Kwan, Kevin. Rich People Problems. New York: Doubleday, 2017.
Hardcover | $27.95 USD | ISBN-13: 978-0385542234 | 398 pages | Multicultural/Contemporary
Rich People Problems is my favorite of the “Crazy Rich Asians” trilogy, because of the depth and growth to this fun cast of characters. Like the previous installments, it is as funny and catty as ever between the various people in this elite club of the crazy rich, but along with that, I loved seeing the nuances to them.
One of my favorite characters is, surprisingly, Shang Su Yi, Nicholas’s grandmother. The drama surrounding her last days among the living and the revelations it brings led me to see her and her relationships with different family members in a completely new light, especially concerning the cold way she acted toward Rachel in the first book.

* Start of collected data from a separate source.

//! The shelf container: one searchable page section for one content kind.
//!
//! Owns a `ShelfConfig`, the kind's collection, and the query string. The
//! filtered view is recomputed from (collection, query) on every render;
//! there is no cached filter state to fall out of sync.

use crossterm::event::{Event, KeyCode, KeyEvent};
use ratatui::{
    layout::{Constraint, Direction, Layout, Rect},
    style::{Modifier, Style},
    text::{Line, Span},
    widgets::{Block, Borders, Paragraph},
    Frame,
};

use crate::action::Action;
use crate::components::search::{SearchBar, SearchState};
use crate::components::Component;
use crate::config::Theme;
use crate::shelf::{Collection, ShelfConfig};

pub struct Shelf {
    config: ShelfConfig,
    collection: Collection,
    search: SearchState,
    selected: usize,
    manual_scroll: u16,
}

impl Shelf {
    pub fn new(config: ShelfConfig, collection: Collection) -> Self {
        Self {
            config,
            collection,
            search: SearchState::new(),
            selected: 0,
            manual_scroll: 0,
        }
    }

    pub fn config(&self) -> &ShelfConfig {
        &self.config
    }

    pub fn collection(&self) -> &Collection {
        &self.collection
    }

    pub fn search_mut(&mut self) -> &mut SearchState {
        &mut self.search
    }

    pub fn query(&self) -> &str {
        self.search.query()
    }

    pub fn filtered_len(&self) -> usize {
        self.collection.filtered_len(self.query())
    }

    /// Link of the currently selected item, when this kind carries links.
    pub fn selected_link(&self) -> Option<String> {
        self.collection.link_at(self.query(), self.selected)
    }

    fn select_next(&mut self) {
        let len = self.filtered_len();
        if len > 0 && self.selected + 1 < len {
            self.selected += 1;
        }
        self.manual_scroll = self.manual_scroll.saturating_add(1);
    }

    fn select_prev(&mut self) {
        self.selected = self.selected.saturating_sub(1);
        self.manual_scroll = self.manual_scroll.saturating_sub(1);
    }

    fn reset_position(&mut self) {
        self.selected = 0;
        self.manual_scroll = 0;
    }

    fn clamp_selection(&mut self) {
        let len = self.filtered_len();
        if len == 0 {
            self.selected = 0;
        } else if self.selected >= len {
            self.selected = len - 1;
        }
    }

    fn handle_key(&mut self, key: KeyEvent) -> Option<Action> {
        match key.code {
            KeyCode::Char('j') | KeyCode::Down => Some(Action::SelectNext),
            KeyCode::Char('k') | KeyCode::Up => Some(Action::SelectPrev),
            KeyCode::Char('g') | KeyCode::Home => Some(Action::ScrollToTop),
            KeyCode::Char('G') | KeyCode::End => Some(Action::ScrollToBottom),
            KeyCode::PageDown => Some(Action::ScrollDown(10)),
            KeyCode::PageUp => Some(Action::ScrollUp(10)),
            KeyCode::Char('/') => Some(Action::SearchStart),
            KeyCode::Char('c') | KeyCode::Char('y') => Some(Action::CopyLink),
            _ => None,
        }
    }

    fn empty_message(&self) -> String {
        let query = self.query().trim();
        if query.is_empty() {
            "nothing on this shelf yet".to_string()
        } else {
            format!("no items found matching \"{}\"", query)
        }
    }
}

impl Component for Shelf {
    fn handle_event(&mut self, event: &Event) -> Option<Action> {
        match event {
            Event::Key(key) => self.handle_key(*key),
            _ => None,
        }
    }

    fn update(&mut self, action: &Action) {
        match action {
            Action::SelectNext => self.select_next(),
            Action::SelectPrev => self.select_prev(),
            Action::ScrollToTop => self.reset_position(),
            Action::ScrollToBottom => {
                self.selected = self.filtered_len().saturating_sub(1);
                self.manual_scroll = u16::MAX / 2;
            }
            Action::ScrollDown(n) => {
                self.manual_scroll = self.manual_scroll.saturating_add(*n);
            }
            Action::ScrollUp(n) => {
                self.manual_scroll = self.manual_scroll.saturating_sub(*n);
            }
            Action::SearchChanged | Action::SearchClose => self.clamp_selection(),
            _ => {}
        }
    }

    fn render(&self, frame: &mut Frame, area: Rect, focused: bool, theme: &Theme) {
        let block = Block::default()
            .title(format!(" {} ", self.config.title))
            .title_style(theme.title_style(focused))
            .borders(Borders::ALL)
            .border_style(theme.border_style(focused));
        let inner = block.inner(area);
        frame.render_widget(block, area);

        let total = self.collection.len();
        let filtered = self.filtered_len();
        let has_link = self.selected_link().is_some();

        let chunks = Layout::default()
            .direction(Direction::Vertical)
            .constraints([
                Constraint::Length(1),                       // command prompt line
                Constraint::Length(1),                       // description + count
                Constraint::Length(SearchBar::height()),     // search input
                Constraint::Min(1),                          // list / empty state
                Constraint::Length(if has_link { 1 } else { 0 }),
            ])
            .split(inner);

        let prompt = Line::from(Span::styled(
            self.config.command.clone(),
            Style::default()
                .fg(theme.colors.secondary.to_color())
                .add_modifier(Modifier::BOLD),
        ));
        frame.render_widget(Paragraph::new(prompt), chunks[0]);

        let count_text = if self.query().trim().is_empty() {
            format!("{} items", total)
        } else {
            format!("{}/{} items", filtered, total)
        };
        let meta = Line::from(vec![
            Span::styled(
                self.config.description.clone(),
                Style::default().fg(theme.colors.muted.to_color()),
            ),
            Span::styled(
                format!(" · {}", count_text),
                Style::default().fg(theme.colors.accent.to_color()),
            ),
        ]);
        frame.render_widget(Paragraph::new(meta), chunks[1]);

        SearchBar::new(
            &self.search,
            theme,
            &self.config.search_placeholder,
            filtered,
            total,
        )
        .render(frame, chunks[2]);

        match self.collection.render(self.query(), theme) {
            Some(text) => {
                let scroll = self
                    .collection
                    .line_offset(self.query(), self.selected, theme)
                    .map(|offset| {
                        let half = (chunks[3].height / 2) as usize;
                        offset.saturating_sub(half).min(u16::MAX as usize) as u16
                    })
                    .unwrap_or(self.manual_scroll);
                let max_scroll = text
                    .lines
                    .len()
                    .saturating_sub(chunks[3].height as usize)
                    .min(u16::MAX as usize) as u16;
                let scroll = scroll.min(max_scroll);
                frame.render_widget(Paragraph::new(text).scroll((scroll, 0)), chunks[3]);
            }
            None => {
                let message = Line::from(Span::styled(
                    self.empty_message(),
                    Style::default()
                        .fg(theme.shelf.empty_fg.to_color())
                        .add_modifier(Modifier::ITALIC),
                ));
                frame.render_widget(Paragraph::new(message), chunks[3]);
            }
        }

        if let Some(link) = self.selected_link() {
            let footer = Line::from(vec![
                Span::styled(
                    format!("└ {} ", link),
                    Style::default().fg(theme.shelf.link_fg.to_color()),
                ),
                Span::styled(
                    format!("[{}/{} · c to copy]", self.selected + 1, filtered),
                    Style::default().fg(theme.colors.muted.to_color()),
                ),
            ]);
            frame.render_widget(Paragraph::new(footer), chunks[4]);
        }
    }
}

#[cfg(test)]
mod tests {
    use super::*;
    use crate::content::{Book, Paper};
    use crate::shelf::{builtin_shelves, ContentKind};
    use pretty_assertions::assert_eq;

    fn shelf_config(kind: ContentKind) -> ShelfConfig {
        builtin_shelves()
            .into_iter()
            .find(|s| s.kind == kind)
            .unwrap()
    }

    fn book_shelf() -> Shelf {
        let books = vec![
            Book {
                title: "The Pragmatic Programmer".into(),
                author: "Andy Hunt".into(),
                cover: None,
                notes: None,
                recommended: false,
            },
            Book {
                title: "Clean Code".into(),
                author: "Robert C. Martin".into(),
                cover: None,
                notes: None,
                recommended: false,
            },
            Book {
                title: "Refactoring".into(),
                author: "Martin Fowler".into(),
                cover: None,
                notes: None,
                recommended: false,
            },
        ];
        Shelf::new(shelf_config(ContentKind::Book), Collection::Books(books))
    }

    #[test]
    fn test_filtered_len_follows_query() {
        let mut shelf = book_shelf();
        assert_eq!(shelf.filtered_len(), 3);

        shelf.search_mut().set_query("martin".into());
        assert_eq!(shelf.filtered_len(), 2);

        shelf.search_mut().set_query("pragmatic".into());
        assert_eq!(shelf.filtered_len(), 1);

        shelf.search_mut().set_query("nope".into());
        assert_eq!(shelf.filtered_len(), 0);
    }

    #[test]
    fn test_empty_message_quotes_query() {
        let mut shelf = book_shelf();
        shelf.search_mut().set_query("zzz".into());
        assert_eq!(shelf.empty_message(), "no items found matching \"zzz\"");

        shelf.search_mut().clear_query();
        assert_eq!(shelf.empty_message(), "nothing on this shelf yet");
    }

    #[test]
    fn test_selection_clamped_to_filtered_set() {
        let mut shelf = book_shelf();
        shelf.update(&Action::SelectNext);
        shelf.update(&Action::SelectNext);
        assert_eq!(shelf.selected, 2);

        // Narrowing the filter pulls the selection back into range.
        shelf.search_mut().set_query("martin".into());
        shelf.update(&Action::SearchChanged);
        assert_eq!(shelf.selected, 1);

        shelf.search_mut().set_query("nope".into());
        shelf.update(&Action::SearchChanged);
        assert_eq!(shelf.selected, 0);
    }

    #[test]
    fn test_selection_stops_at_last_item() {
        let mut shelf = book_shelf();
        for _ in 0..10 {
            shelf.update(&Action::SelectNext);
        }
        assert_eq!(shelf.selected, 2);
    }

    #[test]
    fn test_selected_link_for_papers() {
        let papers = vec![Paper {
            title: "Out of the Tar Pit".into(),
            url: "https://example.com/tarpit.pdf".into(),
        }];
        let shelf = Shelf::new(
            shelf_config(ContentKind::Paper),
            Collection::Papers(papers),
        );
        assert_eq!(
            shelf.selected_link().as_deref(),
            Some("https://example.com/tarpit.pdf")
        );
    }

    #[test]
    fn test_books_have_no_link() {
        let shelf = book_shelf();
        assert!(shelf.selected_link().is_none());
    }

    #[test]
    fn test_slash_enters_search() {
        let mut shelf = book_shelf();
        let key = KeyEvent::new(KeyCode::Char('/'), crossterm::event::KeyModifiers::NONE);
        let action = shelf.handle_event(&Event::Key(key));
        assert_eq!(action, Some(Action::SearchStart));
    }
}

In her youth, she was passionate and brave, but did not have the same opportunities concerning her love life that Nick and Rachel, and some of the other characters did, making her story somewhat cliche, but bittersweet all the same.

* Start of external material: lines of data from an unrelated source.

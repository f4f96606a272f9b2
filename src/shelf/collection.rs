//! A typed collection for one shelf, with pattern-matched strategy dispatch.

use ratatui::text::Text;

use crate::config::Theme;
use crate::content::{BlogPost, Book, ContentStore, Hobby, MediaEntry, Paper, Project};
use crate::shelf::strategy::{
    BlogStrategy, BookStrategy, HobbyStrategy, MediaStrategy, PaperStrategy, ProjectStrategy,
    ShelfStrategy,
};
use crate::shelf::ContentKind;

#[derive(Debug, Clone)]
pub enum Collection {
    Books(Vec<Book>),
    Papers(Vec<Paper>),
    Media(Vec<MediaEntry>),
    Blog(Vec<BlogPost>),
    Projects(Vec<Project>),
    Hobbies(Vec<Hobby>),
}

impl Collection {
    /// Pull the collection for `kind` out of a loaded store.
    pub fn for_kind(kind: ContentKind, store: &ContentStore) -> Self {
        match kind {
            ContentKind::Book => Collection::Books(store.books.clone()),
            ContentKind::Paper => Collection::Papers(store.papers.clone()),
            ContentKind::Anime => Collection::Media(store.media.clone()),
            ContentKind::Blog => Collection::Blog(store.blog.clone()),
            ContentKind::Project => Collection::Projects(store.projects.clone()),
            ContentKind::Hobby => Collection::Hobbies(store.hobbies.clone()),
        }
    }

    pub fn kind(&self) -> ContentKind {
        match self {
            Collection::Books(_) => BookStrategy.kind(),
            Collection::Papers(_) => PaperStrategy.kind(),
            Collection::Media(_) => MediaStrategy.kind(),
            Collection::Blog(_) => BlogStrategy.kind(),
            Collection::Projects(_) => ProjectStrategy.kind(),
            Collection::Hobbies(_) => HobbyStrategy.kind(),
        }
    }

    pub fn len(&self) -> usize {
        match self {
            Collection::Books(items) => items.len(),
            Collection::Papers(items) => items.len(),
            Collection::Media(items) => items.len(),
            Collection::Blog(items) => items.len(),
            Collection::Projects(items) => items.len(),
            Collection::Hobbies(items) => items.len(),
        }
    }

    pub fn is_empty(&self) -> bool {
        self.len() == 0
    }

    /// How many items survive the filter.
    pub fn filtered_len(&self, query: &str) -> usize {
        match self {
            Collection::Books(items) => BookStrategy.filter(items, query).len(),
            Collection::Papers(items) => PaperStrategy.filter(items, query).len(),
            Collection::Media(items) => MediaStrategy.filter(items, query).len(),
            Collection::Blog(items) => BlogStrategy.filter(items, query).len(),
            Collection::Projects(items) => ProjectStrategy.filter(items, query).len(),
            Collection::Hobbies(items) => HobbyStrategy.filter(items, query).len(),
        }
    }

    /// Filter then render through the kind's strategy. `None` when nothing
    /// survives the filter (or the shelf was empty to begin with).
    pub fn render(&self, query: &str, theme: &Theme) -> Option<Text<'static>> {
        match self {
            Collection::Books(items) => {
                BookStrategy.render_list(&BookStrategy.filter(items, query), theme)
            }
            Collection::Papers(items) => {
                PaperStrategy.render_list(&PaperStrategy.filter(items, query), theme)
            }
            Collection::Media(items) => {
                MediaStrategy.render_list(&MediaStrategy.filter(items, query), theme)
            }
            Collection::Blog(items) => {
                BlogStrategy.render_list(&BlogStrategy.filter(items, query), theme)
            }
            Collection::Projects(items) => {
                ProjectStrategy.render_list(&ProjectStrategy.filter(items, query), theme)
            }
            Collection::Hobbies(items) => {
                HobbyStrategy.render_list(&HobbyStrategy.filter(items, query), theme)
            }
        }
    }

    /// Line offset of the `index`-th filtered item within the rendered
    /// text, for kinds whose display order equals filter order. Media
    /// renders grouped, so its offset is not derivable from the index and
    /// callers fall back to manual scrolling.
    pub fn line_offset(&self, query: &str, index: usize, theme: &Theme) -> Option<usize> {
        fn offset<S: ShelfStrategy>(
            strategy: &S,
            items: &[S::Item],
            query: &str,
            index: usize,
            theme: &Theme,
        ) -> usize {
            strategy
                .filter(items, query)
                .iter()
                .take(index)
                .map(|item| strategy.render_item(item, 0, theme).len())
                .sum()
        }

        match self {
            Collection::Books(items) => Some(offset(&BookStrategy, items, query, index, theme)),
            Collection::Papers(items) => Some(offset(&PaperStrategy, items, query, index, theme)),
            Collection::Media(_) => None,
            Collection::Blog(items) => Some(offset(&BlogStrategy, items, query, index, theme)),
            Collection::Projects(items) => {
                Some(offset(&ProjectStrategy, items, query, index, theme))
            }
            Collection::Hobbies(items) => Some(offset(&HobbyStrategy, items, query, index, theme)),
        }
    }

    /// The link carried by the `index`-th filtered item, for kinds that
    /// have one.
    pub fn link_at(&self, query: &str, index: usize) -> Option<String> {
        match self {
            Collection::Papers(items) => PaperStrategy
                .filter(items, query)
                .get(index)
                .map(|paper| paper.url.clone()),
            Collection::Projects(items) => ProjectStrategy
                .filter(items, query)
                .get(index)
                .map(|project| project.link.clone()),
            _ => None,
        }
    }
}

#[cfg(test)]
mod tests {
    use super::*;
    use pretty_assertions::assert_eq;

    fn papers() -> Collection {
        Collection::Papers(vec![
            Paper {
                title: "Out of the Tar Pit".into(),
                url: "https://example.com/tarpit.pdf".into(),
            },
            Paper {
                title: "The Byzantine Generals Problem".into(),
                url: "https://example.com/byz.pdf".into(),
            },
        ])
    }

    #[test]
    fn test_filtered_len_tracks_query() {
        let collection = papers();
        assert_eq!(collection.filtered_len(""), 2);
        assert_eq!(collection.filtered_len("byzantine"), 1);
        assert_eq!(collection.filtered_len("nope"), 0);
    }

    #[test]
    fn test_render_none_when_nothing_survives() {
        let collection = papers();
        let theme = Theme::default();
        assert!(collection.render("nope", &theme).is_none());
        assert!(collection.render("", &theme).is_some());
    }

    #[test]
    fn test_link_at_respects_filter() {
        let collection = papers();
        assert_eq!(
            collection.link_at("byzantine", 0).as_deref(),
            Some("https://example.com/byz.pdf")
        );
        assert_eq!(
            collection.link_at("", 0).as_deref(),
            Some("https://example.com/tarpit.pdf")
        );
        assert!(collection.link_at("", 5).is_none());
    }

    #[test]
    fn test_link_at_none_for_linkless_kinds() {
        let collection = Collection::Books(vec![]);
        assert!(collection.link_at("", 0).is_none());
    }

    #[test]
    fn test_projects_expose_links() {
        let collection = Collection::Projects(vec![Project {
            title: "alcove".into(),
            description: "terminal portfolio".into(),
            tech: vec![],
            link: "https://example.com/alcove".into(),
        }]);
        assert_eq!(
            collection.link_at("", 0).as_deref(),
            Some("https://example.com/alcove")
        );
    }

    #[test]
    fn test_len_and_is_empty() {
        assert!(Collection::Books(vec![]).is_empty());
        assert_eq!(papers().len(), 2);
        assert!(!papers().is_empty());
    }

    #[test]
    fn test_line_offset_counts_rendered_lines() {
        let collection = papers();
        let theme = Theme::default();
        // Each paper renders as two lines (title + url).
        assert_eq!(collection.line_offset("", 0, &theme), Some(0));
        assert_eq!(collection.line_offset("", 1, &theme), Some(2));
    }

    #[test]
    fn test_line_offset_unavailable_for_grouped_media() {
        let collection = Collection::Media(vec![]);
        let theme = Theme::default();
        assert_eq!(collection.line_offset("", 0, &theme), None);
    }

    #[test]
    fn test_kind_round_trip() {
        let store = ContentStore::default();
        for kind in ContentKind::ALL {
            assert_eq!(Collection::for_kind(*kind, &store).kind(), *kind);
        }
    }
}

In relation to that, I loved being on the journey with Nick, first to repair the breach between himself and Su Yi, and later to preserve the legacy of Tyersall Park, even against tremendous odds. It was beautiful to see him persevere in this, due first to his own personal connection to the place, and later, the discovery of Tyersall Park’s deeper historical relevance to the public.

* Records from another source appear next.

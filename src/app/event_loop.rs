// Event loop - main run() method and config watcher polling

use std::time::Duration;

use crossterm::event;

use super::App;
use crate::action::Action;
use crate::config::ConfigEvent;
use crate::error::Result;

impl App {
    /// Drain pending config watcher events. Returns true if any arrived.
    pub(super) fn poll_config_events(&mut self) -> Result<bool> {
        let events = match &mut self.config_watcher {
            Some(watcher) => watcher.poll_events(),
            None => Vec::new(),
        };

        if events.is_empty() {
            return Ok(false);
        }

        for event in events {
            match event {
                ConfigEvent::Changed(path) => {
                    self.dispatch(Action::ConfigChanged(path))?;
                }
                ConfigEvent::Error(message) => {
                    tracing::warn!("config watcher error: {}", message);
                }
            }
        }

        Ok(true)
    }

    pub fn run(&mut self) -> Result<()> {
        let tick_interval =
            Duration::from_millis(self.config_manager.app_config().general.tick_interval_ms);

        while !self.should_quit {
            if self.poll_config_events()? {
                self.mark_dirty();
            }

            if event::poll(tick_interval)? {
                let input = event::read()?;
                if let Some(action) = self.route_event(&input) {
                    self.dispatch(action)?;
                    self.mark_dirty();
                }
            } else {
                self.dispatch(Action::Tick)?;
            }

            if self.dirty {
                self.draw()?;
                self.dirty = false;
            }
        }

        Ok(())
    }
}
//! Fetch command - read vehicle data resources

use cdapi_client::{ConnectedDriveClient, ResourceKind};
use serde_json::Value;
use tracing::debug;

use crate::output::{format_value, kv_rows, OutputContext, ResourceRow};

/// Resources read when none are named
pub const DEFAULT_RESOURCES: [ResourceKind; 2] =
    [ResourceKind::DynamicStatus, ResourceKind::VehicleList];

/// Fetch each resource on its own and report the results.
///
/// A failing resource does not stop the others. Returns the number of
/// resources that failed.
pub async fn fetch(
    client: &ConnectedDriveClient,
    kinds: &[ResourceKind],
    printall: bool,
    ctx: &OutputContext,
) -> usize {
    let mut rows = Vec::with_capacity(kinds.len());
    let mut failures = 0;

    for &kind in kinds {
        debug!("fetching {}", kind);
        match fetch_one(client, kind).await {
            Ok(value) => {
                if printall {
                    dump(kind, &value, ctx);
                }
                rows.push(ResourceRow {
                    resource: kind.to_string(),
                    status: "ok".to_string(),
                    detail: describe(&value),
                });
            }
            Err(e) => {
                failures += 1;
                ctx.error(&format!("Failed to fetch {}: {}", kind, e));
                rows.push(ResourceRow {
                    resource: kind.to_string(),
                    status: "error".to_string(),
                    detail: e.to_string(),
                });
            }
        }
    }

    ctx.print(&rows);
    failures
}

async fn fetch_one(client: &ConnectedDriveClient, kind: ResourceKind) -> cdapi_client::Result<Value> {
    match kind {
        ResourceKind::DynamicStatus => client.vehicle_status().await.map(Value::Object),
        ResourceKind::ServicePartner => client.service_partner().await.map(Value::Object),
        ResourceKind::VehicleList => client.vehicles().await.map(Value::Array),
        other => client.fetch(other, None).await,
    }
}

/// Print every key/value pair of a fetched resource
fn dump(kind: ResourceKind, value: &Value, ctx: &OutputContext) {
    ctx.heading(&format!("--- {} ---", kind));
    match value {
        Value::Object(map) => ctx.print(&kv_rows(map)),
        Value::Array(items) => {
            let noun = if kind == ResourceKind::VehicleList { "Car" } else { "Entry" };
            for (i, item) in items.iter().enumerate() {
                ctx.heading(&format!("{} {} of {}", noun, i + 1, items.len()));
                match item {
                    Value::Object(map) => ctx.print(&kv_rows(map)),
                    other => ctx.info(&format_value(other)),
                }
            }
        }
        other => ctx.info(&format_value(other)),
    }
}

fn describe(value: &Value) -> String {
    match value {
        Value::Object(map) => format!("{} values", map.len()),
        Value::Array(items) => format!("{} entries", items.len()),
        other => format_value(other),
    }
}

I was, of course, finally satisfied to see things work out for Astrid and Charlie, although the road was not without domestic disputes. I love the way their arc built up the trajectory of them being faced with both of their revenge-seeking exes. And the way the arcs concluded for other recurring major characters, like Edddie Cheng and Kitty Pong-Tai-Bing had me oddly satisfied, given the ambivalent feelings occasionally verging on annoyance I felt throughout reading the book.
This whole series is a treat to read, and I would recommend it to fans of domestic dramas and romantic comedies.